▶ **EXERCISE INSTRUCTIONS**: Of the entries below, return only those lines from the line with "let agent = ureq::AgentBuilder::new()" to the line with "Ok(stream) => return", exactly, both included.

# # # #

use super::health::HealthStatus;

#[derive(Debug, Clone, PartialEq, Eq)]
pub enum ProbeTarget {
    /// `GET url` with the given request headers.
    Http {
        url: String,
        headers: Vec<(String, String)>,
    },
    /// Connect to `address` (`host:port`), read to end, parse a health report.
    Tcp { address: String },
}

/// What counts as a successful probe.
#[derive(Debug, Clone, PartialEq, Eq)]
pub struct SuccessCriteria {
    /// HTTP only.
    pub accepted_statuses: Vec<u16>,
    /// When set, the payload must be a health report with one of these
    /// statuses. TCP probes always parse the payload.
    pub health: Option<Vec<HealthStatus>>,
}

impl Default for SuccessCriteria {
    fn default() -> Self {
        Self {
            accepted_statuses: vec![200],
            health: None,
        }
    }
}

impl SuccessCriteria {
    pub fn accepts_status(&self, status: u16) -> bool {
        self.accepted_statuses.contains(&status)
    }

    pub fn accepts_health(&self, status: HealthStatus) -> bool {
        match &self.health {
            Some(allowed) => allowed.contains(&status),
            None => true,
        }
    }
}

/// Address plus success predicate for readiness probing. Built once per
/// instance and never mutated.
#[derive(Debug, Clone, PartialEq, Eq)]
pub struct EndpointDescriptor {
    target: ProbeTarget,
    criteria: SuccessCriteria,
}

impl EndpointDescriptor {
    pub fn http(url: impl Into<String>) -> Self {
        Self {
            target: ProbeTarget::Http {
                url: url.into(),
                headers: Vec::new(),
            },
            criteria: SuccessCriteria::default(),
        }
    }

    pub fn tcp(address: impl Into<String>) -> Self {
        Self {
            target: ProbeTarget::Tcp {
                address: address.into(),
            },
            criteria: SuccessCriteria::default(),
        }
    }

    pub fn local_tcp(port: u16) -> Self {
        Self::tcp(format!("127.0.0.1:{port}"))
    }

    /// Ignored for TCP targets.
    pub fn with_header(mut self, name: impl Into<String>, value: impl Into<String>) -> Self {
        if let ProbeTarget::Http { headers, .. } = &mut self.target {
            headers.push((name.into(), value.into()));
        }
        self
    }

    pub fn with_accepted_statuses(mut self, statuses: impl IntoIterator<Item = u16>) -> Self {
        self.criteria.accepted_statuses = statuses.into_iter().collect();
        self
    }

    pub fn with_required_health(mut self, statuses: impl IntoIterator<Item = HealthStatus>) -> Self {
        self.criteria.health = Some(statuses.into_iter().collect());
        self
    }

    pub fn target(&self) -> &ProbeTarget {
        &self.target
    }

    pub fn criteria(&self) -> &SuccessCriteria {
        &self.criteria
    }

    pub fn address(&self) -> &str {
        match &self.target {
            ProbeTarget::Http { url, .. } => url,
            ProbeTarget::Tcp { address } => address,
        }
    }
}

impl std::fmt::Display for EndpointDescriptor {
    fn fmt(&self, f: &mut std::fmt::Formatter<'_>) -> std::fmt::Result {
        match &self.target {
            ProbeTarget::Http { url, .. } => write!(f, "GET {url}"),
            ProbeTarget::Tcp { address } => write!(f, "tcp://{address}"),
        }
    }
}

# # # #

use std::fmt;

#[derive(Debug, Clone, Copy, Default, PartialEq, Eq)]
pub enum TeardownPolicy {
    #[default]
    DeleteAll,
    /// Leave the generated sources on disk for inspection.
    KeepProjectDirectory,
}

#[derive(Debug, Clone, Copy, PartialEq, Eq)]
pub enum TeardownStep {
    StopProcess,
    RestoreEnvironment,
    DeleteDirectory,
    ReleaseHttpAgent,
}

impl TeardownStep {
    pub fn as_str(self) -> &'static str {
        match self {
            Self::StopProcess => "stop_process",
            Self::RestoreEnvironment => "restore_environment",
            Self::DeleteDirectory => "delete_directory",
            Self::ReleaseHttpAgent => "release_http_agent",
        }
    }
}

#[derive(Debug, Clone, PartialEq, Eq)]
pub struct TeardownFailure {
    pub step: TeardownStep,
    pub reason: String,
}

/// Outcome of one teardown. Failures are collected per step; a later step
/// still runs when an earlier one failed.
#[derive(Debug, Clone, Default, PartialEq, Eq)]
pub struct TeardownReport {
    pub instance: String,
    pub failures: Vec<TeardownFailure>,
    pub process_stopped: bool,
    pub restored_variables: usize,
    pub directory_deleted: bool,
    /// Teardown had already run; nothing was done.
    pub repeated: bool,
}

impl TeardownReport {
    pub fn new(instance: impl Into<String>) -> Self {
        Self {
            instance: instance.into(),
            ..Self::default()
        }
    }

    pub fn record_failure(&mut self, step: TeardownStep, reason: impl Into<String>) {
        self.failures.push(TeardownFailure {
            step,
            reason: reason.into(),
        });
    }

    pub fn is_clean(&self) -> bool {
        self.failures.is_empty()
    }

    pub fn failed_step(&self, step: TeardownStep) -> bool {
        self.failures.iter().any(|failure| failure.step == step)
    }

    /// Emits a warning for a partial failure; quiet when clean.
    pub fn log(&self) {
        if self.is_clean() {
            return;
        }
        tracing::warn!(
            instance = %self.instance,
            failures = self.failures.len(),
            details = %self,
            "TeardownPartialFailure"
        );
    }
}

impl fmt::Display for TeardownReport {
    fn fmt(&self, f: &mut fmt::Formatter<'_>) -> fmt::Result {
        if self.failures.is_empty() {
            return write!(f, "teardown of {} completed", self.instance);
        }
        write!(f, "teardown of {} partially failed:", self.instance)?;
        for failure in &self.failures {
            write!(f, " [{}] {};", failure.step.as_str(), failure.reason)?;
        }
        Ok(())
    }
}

# # # #

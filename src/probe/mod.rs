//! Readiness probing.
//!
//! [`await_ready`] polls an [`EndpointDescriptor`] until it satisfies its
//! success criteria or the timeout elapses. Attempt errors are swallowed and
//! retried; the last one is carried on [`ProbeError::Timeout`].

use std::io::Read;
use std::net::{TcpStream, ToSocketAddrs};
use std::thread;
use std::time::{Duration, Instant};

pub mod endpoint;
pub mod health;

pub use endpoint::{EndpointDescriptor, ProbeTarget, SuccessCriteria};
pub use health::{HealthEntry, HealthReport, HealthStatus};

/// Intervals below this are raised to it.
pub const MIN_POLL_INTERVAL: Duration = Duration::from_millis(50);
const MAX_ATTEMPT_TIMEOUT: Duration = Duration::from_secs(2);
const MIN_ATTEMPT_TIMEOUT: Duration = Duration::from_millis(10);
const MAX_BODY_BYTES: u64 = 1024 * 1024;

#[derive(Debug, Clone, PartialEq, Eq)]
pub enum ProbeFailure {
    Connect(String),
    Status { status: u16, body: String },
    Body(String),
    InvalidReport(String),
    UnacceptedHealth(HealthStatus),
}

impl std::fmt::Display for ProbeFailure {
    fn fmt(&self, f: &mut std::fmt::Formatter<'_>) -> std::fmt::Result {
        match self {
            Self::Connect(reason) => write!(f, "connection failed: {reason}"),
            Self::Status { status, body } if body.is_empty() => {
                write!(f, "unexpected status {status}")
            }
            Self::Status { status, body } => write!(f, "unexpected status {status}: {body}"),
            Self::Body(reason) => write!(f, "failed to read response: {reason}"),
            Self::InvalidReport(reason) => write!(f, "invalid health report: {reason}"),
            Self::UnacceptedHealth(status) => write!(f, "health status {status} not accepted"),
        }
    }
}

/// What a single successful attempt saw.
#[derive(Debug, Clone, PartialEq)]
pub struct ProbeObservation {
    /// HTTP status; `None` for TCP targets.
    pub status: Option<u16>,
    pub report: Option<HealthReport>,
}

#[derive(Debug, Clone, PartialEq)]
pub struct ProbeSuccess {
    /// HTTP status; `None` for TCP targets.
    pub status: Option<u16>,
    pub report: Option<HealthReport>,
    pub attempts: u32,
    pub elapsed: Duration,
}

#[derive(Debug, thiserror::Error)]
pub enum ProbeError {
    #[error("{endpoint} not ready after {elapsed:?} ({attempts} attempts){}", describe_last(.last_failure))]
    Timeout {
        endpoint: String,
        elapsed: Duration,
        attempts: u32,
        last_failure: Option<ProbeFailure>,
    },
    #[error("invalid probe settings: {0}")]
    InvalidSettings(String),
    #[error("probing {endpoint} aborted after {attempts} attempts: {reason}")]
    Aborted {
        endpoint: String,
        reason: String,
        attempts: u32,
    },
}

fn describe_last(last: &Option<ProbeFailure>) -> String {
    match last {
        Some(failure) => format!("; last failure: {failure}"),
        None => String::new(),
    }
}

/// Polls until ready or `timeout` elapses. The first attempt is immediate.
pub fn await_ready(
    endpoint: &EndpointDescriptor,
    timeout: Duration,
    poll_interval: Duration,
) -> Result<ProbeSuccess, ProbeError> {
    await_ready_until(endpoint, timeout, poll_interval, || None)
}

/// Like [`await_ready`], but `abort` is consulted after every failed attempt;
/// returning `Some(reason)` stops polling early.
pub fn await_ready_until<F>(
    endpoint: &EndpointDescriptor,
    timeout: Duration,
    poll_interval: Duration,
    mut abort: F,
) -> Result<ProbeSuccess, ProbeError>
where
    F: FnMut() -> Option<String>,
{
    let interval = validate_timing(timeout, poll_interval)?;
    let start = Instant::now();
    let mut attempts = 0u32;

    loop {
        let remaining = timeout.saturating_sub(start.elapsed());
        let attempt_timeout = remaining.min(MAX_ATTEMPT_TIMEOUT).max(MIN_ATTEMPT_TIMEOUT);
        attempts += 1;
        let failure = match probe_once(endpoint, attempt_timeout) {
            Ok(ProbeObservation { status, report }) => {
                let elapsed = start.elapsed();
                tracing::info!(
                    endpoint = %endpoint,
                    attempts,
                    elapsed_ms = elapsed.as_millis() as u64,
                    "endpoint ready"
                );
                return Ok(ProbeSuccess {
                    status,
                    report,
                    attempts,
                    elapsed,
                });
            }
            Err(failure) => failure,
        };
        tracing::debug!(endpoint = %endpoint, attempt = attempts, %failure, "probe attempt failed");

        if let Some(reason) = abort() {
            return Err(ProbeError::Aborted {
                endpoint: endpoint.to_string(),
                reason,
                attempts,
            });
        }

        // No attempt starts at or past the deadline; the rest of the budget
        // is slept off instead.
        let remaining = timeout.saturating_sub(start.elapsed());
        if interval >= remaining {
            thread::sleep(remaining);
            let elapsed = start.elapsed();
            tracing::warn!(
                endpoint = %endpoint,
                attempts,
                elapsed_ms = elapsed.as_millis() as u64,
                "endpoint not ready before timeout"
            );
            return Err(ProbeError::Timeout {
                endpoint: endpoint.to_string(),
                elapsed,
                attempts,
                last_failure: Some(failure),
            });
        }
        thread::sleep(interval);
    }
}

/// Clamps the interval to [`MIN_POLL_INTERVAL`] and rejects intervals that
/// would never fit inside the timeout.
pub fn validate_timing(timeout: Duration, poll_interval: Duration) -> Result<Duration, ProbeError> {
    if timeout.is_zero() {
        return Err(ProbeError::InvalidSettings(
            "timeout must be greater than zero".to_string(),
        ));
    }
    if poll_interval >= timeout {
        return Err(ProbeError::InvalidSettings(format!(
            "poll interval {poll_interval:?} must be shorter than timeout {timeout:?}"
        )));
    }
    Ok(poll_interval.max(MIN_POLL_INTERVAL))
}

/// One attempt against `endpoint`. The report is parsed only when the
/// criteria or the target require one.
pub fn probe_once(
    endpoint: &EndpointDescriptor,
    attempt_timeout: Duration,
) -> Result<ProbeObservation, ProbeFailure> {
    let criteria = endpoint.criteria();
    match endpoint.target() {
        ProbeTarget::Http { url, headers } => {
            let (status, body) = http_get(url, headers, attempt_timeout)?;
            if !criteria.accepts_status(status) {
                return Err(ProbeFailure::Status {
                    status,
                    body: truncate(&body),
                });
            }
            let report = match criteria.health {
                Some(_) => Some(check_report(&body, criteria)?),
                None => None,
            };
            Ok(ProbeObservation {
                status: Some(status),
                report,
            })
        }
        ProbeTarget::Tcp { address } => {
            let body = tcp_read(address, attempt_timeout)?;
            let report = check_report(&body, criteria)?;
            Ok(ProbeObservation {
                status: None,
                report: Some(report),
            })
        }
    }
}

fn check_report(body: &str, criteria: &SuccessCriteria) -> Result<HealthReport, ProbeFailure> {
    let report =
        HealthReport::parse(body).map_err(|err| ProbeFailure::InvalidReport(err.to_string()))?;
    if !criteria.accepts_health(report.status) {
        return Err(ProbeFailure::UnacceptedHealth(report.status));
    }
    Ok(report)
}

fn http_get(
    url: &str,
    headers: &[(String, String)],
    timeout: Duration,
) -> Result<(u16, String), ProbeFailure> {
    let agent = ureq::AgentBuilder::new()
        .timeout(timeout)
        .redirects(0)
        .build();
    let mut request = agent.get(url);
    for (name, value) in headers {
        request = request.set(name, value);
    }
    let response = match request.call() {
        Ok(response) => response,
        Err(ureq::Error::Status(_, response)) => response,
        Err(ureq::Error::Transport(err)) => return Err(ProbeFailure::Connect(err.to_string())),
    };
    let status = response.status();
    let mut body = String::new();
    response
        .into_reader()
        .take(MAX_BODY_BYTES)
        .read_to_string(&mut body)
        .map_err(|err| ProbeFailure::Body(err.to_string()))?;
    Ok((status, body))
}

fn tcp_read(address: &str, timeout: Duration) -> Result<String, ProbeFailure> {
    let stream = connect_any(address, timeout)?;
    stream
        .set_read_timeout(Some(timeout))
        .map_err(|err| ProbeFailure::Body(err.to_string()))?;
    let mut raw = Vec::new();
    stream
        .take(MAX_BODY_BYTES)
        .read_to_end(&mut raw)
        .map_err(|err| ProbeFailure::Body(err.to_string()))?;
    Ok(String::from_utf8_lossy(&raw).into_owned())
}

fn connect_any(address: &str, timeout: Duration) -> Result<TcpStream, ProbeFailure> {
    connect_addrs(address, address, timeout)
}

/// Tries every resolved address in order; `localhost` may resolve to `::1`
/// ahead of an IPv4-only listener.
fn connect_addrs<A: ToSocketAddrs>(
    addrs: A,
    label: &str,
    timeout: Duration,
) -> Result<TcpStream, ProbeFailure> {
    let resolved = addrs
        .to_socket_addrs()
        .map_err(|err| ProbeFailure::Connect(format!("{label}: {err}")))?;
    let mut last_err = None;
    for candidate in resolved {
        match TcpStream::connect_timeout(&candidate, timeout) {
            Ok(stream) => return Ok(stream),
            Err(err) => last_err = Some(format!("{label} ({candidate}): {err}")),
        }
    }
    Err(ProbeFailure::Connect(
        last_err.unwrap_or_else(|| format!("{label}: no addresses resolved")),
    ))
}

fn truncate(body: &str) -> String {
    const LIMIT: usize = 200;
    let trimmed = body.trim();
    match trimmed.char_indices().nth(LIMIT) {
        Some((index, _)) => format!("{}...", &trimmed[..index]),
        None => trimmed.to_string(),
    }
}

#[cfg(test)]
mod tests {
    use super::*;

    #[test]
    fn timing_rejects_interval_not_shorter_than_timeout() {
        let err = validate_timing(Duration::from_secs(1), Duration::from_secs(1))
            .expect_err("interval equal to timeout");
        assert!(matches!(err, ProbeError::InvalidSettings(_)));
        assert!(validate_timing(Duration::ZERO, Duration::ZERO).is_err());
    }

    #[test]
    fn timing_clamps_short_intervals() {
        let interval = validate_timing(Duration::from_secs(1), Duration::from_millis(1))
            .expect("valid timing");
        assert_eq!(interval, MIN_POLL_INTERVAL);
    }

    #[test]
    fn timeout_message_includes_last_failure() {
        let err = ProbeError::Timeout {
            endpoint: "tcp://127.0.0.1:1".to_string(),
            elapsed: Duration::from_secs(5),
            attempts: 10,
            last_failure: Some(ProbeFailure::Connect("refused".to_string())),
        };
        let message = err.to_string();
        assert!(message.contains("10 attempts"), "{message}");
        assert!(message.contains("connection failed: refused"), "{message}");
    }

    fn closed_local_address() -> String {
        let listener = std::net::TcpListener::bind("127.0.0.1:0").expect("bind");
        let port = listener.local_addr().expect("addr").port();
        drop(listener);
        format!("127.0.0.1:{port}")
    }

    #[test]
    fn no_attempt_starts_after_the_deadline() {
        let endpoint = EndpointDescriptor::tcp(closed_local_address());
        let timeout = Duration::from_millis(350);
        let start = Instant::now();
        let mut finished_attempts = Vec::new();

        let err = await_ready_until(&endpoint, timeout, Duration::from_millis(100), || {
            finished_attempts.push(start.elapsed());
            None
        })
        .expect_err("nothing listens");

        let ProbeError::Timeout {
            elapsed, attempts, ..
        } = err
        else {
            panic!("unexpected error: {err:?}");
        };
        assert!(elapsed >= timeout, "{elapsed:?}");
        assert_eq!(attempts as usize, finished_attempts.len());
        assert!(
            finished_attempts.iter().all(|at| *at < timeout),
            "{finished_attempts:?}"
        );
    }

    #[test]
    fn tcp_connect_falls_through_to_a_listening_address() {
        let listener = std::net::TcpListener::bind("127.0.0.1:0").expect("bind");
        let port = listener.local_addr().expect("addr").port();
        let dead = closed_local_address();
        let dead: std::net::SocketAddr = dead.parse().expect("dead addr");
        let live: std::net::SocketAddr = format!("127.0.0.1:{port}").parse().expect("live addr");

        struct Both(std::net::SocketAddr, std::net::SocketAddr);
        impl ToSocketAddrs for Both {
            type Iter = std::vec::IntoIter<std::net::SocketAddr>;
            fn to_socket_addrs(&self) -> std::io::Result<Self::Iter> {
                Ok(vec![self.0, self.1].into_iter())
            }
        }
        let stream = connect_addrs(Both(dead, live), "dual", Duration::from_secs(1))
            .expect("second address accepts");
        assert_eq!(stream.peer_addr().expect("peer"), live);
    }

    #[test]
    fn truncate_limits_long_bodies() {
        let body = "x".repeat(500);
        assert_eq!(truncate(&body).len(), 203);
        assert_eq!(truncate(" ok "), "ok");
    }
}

# # # #

▶ **WRITTEN RESPONSE**:
    let agent = ureq::AgentBuilder::new()
        .timeout(timeout)
        .redirects(0)
        .build();
    let mut request = agent.get(url);
    for (name, value) in headers {
        request = request.set(name, value);
    }
    let response = match request.call() {
        Ok(response) => response,
        Err(ureq::Error::Status(_, response)) => response,
        Err(ureq::Error::Transport(err)) => return Err(ProbeFailure::Connect(err.to_string())),
    };
    let status = response.status();
    let mut body = String::new();
    response
        .into_reader()
        .take(MAX_BODY_BYTES)
        .read_to_string(&mut body)
        .map_err(|err| ProbeFailure::Body(err.to_string()))?;
    Ok((status, body))
}

fn tcp_read(address: &str, timeout: Duration) -> Result<String, ProbeFailure> {
    let stream = connect_any(address, timeout)?;
    stream
        .set_read_timeout(Some(timeout))
        .map_err(|err| ProbeFailure::Body(err.to_string()))?;
    let mut raw = Vec::new();
    stream
        .take(MAX_BODY_BYTES)
        .read_to_end(&mut raw)
        .map_err(|err| ProbeFailure::Body(err.to_string()))?;
    Ok(String::from_utf8_lossy(&raw).into_owned())
}

fn connect_any(address: &str, timeout: Duration) -> Result<TcpStream, ProbeFailure> {
    connect_addrs(address, address, timeout)
}

/// Tries every resolved address in order; `localhost` may resolve to `::1`
/// ahead of an IPv4-only listener.
fn connect_addrs<A: ToSocketAddrs>(
    addrs: A,
    label: &str,
    timeout: Duration,
) -> Result<TcpStream, ProbeFailure> {
    let resolved = addrs
        .to_socket_addrs()
        .map_err(|err| ProbeFailure::Connect(format!("{label}: {err}")))?;
    let mut last_err = None;
    for candidate in resolved {
        match TcpStream::connect_timeout(&candidate, timeout) {
            Ok(stream) => return Ok(stream),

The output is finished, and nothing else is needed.